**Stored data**
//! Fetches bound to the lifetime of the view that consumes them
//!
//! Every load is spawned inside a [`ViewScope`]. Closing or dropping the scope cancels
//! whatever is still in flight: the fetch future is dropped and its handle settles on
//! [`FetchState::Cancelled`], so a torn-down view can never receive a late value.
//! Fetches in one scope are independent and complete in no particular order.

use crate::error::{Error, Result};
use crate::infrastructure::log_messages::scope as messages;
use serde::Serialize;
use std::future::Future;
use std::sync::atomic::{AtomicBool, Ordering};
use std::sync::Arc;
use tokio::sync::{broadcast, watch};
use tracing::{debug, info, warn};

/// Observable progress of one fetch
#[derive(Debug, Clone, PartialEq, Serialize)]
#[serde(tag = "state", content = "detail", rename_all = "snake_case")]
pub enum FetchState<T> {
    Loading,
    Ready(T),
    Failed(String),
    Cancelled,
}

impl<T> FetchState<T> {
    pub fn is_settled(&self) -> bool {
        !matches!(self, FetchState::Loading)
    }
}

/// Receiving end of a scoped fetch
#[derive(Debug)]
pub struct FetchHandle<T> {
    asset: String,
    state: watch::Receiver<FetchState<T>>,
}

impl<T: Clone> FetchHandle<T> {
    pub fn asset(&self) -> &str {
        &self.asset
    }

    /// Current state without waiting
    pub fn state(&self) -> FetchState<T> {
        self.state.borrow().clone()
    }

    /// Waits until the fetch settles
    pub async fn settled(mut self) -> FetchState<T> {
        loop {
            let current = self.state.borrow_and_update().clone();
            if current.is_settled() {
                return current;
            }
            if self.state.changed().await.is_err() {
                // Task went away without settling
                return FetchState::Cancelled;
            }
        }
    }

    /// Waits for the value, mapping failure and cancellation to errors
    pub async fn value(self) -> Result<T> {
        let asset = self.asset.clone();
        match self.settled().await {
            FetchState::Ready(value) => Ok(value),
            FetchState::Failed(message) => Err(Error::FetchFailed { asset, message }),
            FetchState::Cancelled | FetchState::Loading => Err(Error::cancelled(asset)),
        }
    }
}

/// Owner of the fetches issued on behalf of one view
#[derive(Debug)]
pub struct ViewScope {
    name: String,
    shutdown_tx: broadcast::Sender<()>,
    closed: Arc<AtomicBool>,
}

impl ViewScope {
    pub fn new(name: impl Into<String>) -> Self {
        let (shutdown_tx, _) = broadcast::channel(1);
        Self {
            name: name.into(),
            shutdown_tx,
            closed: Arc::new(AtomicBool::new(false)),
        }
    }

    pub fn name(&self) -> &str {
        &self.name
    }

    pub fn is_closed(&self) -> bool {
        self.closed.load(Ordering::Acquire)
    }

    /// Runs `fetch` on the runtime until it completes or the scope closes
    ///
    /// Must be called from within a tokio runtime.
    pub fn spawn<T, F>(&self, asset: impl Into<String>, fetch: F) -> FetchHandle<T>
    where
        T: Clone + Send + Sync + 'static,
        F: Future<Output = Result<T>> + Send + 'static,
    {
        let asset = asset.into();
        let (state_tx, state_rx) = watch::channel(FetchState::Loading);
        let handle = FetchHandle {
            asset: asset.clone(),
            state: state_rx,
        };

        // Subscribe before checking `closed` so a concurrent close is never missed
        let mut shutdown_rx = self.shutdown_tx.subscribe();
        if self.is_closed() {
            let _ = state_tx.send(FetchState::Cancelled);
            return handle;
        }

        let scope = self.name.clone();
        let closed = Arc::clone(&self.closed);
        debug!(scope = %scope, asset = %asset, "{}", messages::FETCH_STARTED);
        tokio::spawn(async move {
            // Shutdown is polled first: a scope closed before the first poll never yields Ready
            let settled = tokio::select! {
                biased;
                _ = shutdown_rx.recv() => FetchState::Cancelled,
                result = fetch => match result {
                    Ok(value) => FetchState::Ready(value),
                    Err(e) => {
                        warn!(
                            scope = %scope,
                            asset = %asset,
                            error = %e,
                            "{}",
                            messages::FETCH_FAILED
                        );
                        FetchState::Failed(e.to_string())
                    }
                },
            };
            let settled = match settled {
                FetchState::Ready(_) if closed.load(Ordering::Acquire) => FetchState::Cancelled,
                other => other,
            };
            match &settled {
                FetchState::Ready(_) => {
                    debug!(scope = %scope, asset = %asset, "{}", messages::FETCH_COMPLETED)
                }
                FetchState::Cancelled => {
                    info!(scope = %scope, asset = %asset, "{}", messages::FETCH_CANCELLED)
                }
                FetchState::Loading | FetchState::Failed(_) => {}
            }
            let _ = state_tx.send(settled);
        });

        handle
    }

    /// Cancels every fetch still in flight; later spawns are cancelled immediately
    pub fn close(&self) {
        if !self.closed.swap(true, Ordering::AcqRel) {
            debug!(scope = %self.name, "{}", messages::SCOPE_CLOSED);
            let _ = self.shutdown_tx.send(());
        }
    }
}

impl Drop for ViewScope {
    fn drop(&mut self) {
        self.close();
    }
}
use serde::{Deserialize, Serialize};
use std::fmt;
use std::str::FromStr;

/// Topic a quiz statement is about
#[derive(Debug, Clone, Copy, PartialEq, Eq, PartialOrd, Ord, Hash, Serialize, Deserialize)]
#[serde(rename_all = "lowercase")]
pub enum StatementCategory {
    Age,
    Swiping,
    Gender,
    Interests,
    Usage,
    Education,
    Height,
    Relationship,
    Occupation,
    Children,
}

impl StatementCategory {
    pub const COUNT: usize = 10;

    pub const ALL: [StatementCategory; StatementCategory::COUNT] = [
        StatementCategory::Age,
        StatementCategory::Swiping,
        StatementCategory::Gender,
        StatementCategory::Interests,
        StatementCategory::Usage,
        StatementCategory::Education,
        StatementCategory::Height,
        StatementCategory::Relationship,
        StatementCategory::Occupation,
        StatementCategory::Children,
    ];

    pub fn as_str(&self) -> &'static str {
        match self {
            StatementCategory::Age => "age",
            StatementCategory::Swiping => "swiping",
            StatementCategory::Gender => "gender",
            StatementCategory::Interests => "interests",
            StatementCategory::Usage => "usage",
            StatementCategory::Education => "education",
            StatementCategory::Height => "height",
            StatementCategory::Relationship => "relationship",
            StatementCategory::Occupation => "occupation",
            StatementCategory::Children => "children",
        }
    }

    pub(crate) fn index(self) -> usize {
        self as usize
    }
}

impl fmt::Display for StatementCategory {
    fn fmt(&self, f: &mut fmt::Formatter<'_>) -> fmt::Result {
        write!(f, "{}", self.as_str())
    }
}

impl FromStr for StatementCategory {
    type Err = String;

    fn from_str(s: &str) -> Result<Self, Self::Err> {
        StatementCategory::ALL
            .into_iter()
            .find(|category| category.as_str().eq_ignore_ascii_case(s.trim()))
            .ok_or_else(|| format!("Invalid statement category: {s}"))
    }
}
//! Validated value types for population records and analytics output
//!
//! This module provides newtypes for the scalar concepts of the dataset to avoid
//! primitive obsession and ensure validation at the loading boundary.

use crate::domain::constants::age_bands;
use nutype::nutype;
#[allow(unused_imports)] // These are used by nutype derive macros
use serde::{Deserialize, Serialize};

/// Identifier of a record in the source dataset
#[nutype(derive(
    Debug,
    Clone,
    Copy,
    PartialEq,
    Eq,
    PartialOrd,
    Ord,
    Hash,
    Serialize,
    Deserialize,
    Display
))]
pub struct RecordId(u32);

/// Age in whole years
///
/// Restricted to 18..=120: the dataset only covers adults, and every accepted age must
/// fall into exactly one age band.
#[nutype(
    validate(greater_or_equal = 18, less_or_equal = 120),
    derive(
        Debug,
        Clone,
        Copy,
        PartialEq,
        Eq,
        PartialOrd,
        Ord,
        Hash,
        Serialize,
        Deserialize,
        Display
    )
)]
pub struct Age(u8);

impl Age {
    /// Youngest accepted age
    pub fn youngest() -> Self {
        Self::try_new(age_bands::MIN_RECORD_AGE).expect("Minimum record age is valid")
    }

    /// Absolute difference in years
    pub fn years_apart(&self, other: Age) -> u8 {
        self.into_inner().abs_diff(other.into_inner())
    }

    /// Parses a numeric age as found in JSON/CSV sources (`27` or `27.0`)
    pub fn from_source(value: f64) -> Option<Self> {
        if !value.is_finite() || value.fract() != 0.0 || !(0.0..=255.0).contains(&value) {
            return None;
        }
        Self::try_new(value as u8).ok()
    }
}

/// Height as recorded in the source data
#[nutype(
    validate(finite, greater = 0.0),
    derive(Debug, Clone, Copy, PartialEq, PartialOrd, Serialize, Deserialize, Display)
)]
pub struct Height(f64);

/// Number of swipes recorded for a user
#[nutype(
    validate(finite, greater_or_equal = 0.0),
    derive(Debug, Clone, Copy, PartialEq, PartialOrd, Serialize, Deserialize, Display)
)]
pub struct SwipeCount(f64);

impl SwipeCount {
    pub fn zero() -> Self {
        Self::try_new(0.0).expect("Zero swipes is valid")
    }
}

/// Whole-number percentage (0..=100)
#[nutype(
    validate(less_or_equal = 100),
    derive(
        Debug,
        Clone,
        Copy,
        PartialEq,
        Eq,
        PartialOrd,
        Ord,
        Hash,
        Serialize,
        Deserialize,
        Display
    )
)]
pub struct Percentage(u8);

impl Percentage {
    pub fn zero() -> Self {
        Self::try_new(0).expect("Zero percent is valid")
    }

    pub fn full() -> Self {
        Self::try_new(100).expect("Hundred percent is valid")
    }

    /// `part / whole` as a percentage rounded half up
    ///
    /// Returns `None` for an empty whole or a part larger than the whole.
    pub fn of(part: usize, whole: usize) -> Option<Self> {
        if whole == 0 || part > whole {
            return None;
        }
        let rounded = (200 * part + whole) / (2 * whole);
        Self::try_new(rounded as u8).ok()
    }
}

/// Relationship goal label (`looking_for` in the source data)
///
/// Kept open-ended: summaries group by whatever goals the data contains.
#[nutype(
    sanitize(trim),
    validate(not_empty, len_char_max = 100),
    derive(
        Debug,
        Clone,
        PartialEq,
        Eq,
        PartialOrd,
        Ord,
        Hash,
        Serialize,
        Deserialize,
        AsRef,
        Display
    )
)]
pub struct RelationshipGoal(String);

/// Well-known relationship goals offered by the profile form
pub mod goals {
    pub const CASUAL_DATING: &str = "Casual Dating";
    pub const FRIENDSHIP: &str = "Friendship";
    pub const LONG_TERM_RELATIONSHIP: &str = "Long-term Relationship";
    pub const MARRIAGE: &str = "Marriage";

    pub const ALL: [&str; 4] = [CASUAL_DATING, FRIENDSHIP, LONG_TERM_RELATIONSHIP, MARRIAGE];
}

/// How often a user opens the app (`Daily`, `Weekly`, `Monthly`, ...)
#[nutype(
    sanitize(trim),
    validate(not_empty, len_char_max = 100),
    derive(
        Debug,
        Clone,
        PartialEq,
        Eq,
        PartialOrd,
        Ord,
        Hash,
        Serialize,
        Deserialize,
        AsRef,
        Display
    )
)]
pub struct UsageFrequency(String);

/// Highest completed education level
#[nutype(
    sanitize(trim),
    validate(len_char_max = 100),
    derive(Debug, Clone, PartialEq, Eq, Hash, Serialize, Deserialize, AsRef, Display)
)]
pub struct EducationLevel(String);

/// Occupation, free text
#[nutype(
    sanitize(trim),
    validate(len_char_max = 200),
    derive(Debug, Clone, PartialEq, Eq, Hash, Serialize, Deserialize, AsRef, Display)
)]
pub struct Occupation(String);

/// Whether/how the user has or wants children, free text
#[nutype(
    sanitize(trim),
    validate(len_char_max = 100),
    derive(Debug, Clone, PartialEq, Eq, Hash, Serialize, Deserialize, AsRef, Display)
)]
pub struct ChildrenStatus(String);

**PROBLEM STATEMENT**
From the line holding "the source data)" to the line holding "pub struct RelationshipGoal(String);", inclusive, restate each line above exactly as written.

**EXPECTED OUTPUT**
/// Relationship goal label (`looking_for` in the source data)
///
/// Kept open-ended: summaries group by whatever goals the data contains.
#[nutype(
    sanitize(trim),
    validate(not_empty, len_char_max = 100),
    derive(
        Debug,
        Clone,
        PartialEq,
        Eq,
        PartialOrd,
        Ord,
        Hash,
        Serialize,
        Deserialize,
        AsRef,
        Display
    )
)]
pub struct RelationshipGoal(String);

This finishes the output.